Fig. 1. HVEM is important for maintaining IET.

(A) Total IEL numbers by flow cytometry in proximal SI (Pro-SI), middle SI (Mid-SI), distal SI (Dis-SI), cecum and colon from Hvem^+/+ (n=9) and Hvem^−/− (n=9) mice. (B) Representative immunofluorescence staining of CD45⁺ cells from the SI in Hvem^+/+ and Hvem^−/− mice. White arrowheads indicate CD45⁺ intraepithelial cells (IEL) in the epithelium. Dashed white lines indicate the interface between the epithelium and lamina propria.
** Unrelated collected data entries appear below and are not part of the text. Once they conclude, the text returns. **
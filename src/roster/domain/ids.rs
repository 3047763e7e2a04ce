//! Identifier types for the roster domain.

use super::RosterDomainError;
use serde::{Deserialize, Serialize};
use std::fmt;

/// Stable handle identifying a person on the roster.
#[derive(Debug, Clone, PartialEq, Eq, PartialOrd, Ord, Hash, Serialize, Deserialize)]
#[serde(transparent)]
pub struct ReviewerId(String);

impl ReviewerId {
    /// Longest identifier accepted by the `reviewers.id` column.
    const MAX_LEN: usize = 64;

    /// Creates a validated reviewer identifier.
    ///
    /// # Errors
    ///
    /// Returns [`RosterDomainError::EmptyReviewerId`] when the trimmed value
    /// is empty and [`RosterDomainError::ReviewerIdTooLong`] when it exceeds
    /// the schema limit.
    pub fn new(value: impl Into<String>) -> Result<Self, RosterDomainError> {
        let raw = value.into();
        let trimmed = raw.trim();
        if trimmed.is_empty() {
            return Err(RosterDomainError::EmptyReviewerId);
        }
        if trimmed.chars().count() > Self::MAX_LEN {
            return Err(RosterDomainError::ReviewerIdTooLong(raw));
        }
        Ok(Self(trimmed.to_owned()))
    }

    /// Returns the identifier as `str`.
    #[must_use]
    pub fn as_str(&self) -> &str {
        &self.0
    }
}

impl AsRef<str> for ReviewerId {
    fn as_ref(&self) -> &str {
        self.as_str()
    }
}

impl fmt::Display for ReviewerId {
    fn fmt(&self, f: &mut fmt::Formatter<'_>) -> fmt::Result {
        write!(f, "{}", self.0)
    }
}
Scale bars, 25μm. (C) Quantification of CD45⁺ IEL in villi from Hvem^+/+ (n=4) and Hvem^−/− (n=4) mice. (D) Representative plots of TCRαβ⁺CD8αα⁺ and TCRαβ⁺CD8αβ⁺ IET in TCRαβ⁺ IET from proximal SI in Hvem^+/+ and Hvem^−/− mice. (E) Absolute numbers of the indicated subsets in total IEL from proximal SI in Hvem^+/+ (n=5) and Hvem^−/− (n=5) mice. Statistical analysis was performed using an unpaired t-test (A, C, E). Statistical significance is indicated by *, p < 0.05; **, p < 0.01; ***, p < 0.001. Data in A, C, and E show means ± SEM. In A and E, each symbol represents a measurement from a single mouse. In C, each symbol represents cell numbers of CD45⁺ IEL per a boundary approximating a villus. Data represent pooled results from at least two independent experiments with at least four mice per group in each experiment (A), compiled from four independent experiments (B, C) or representative results from one of at least two independent experiments with at least four mice in each experimental group (E). Groups of co-housed mice were analyzed.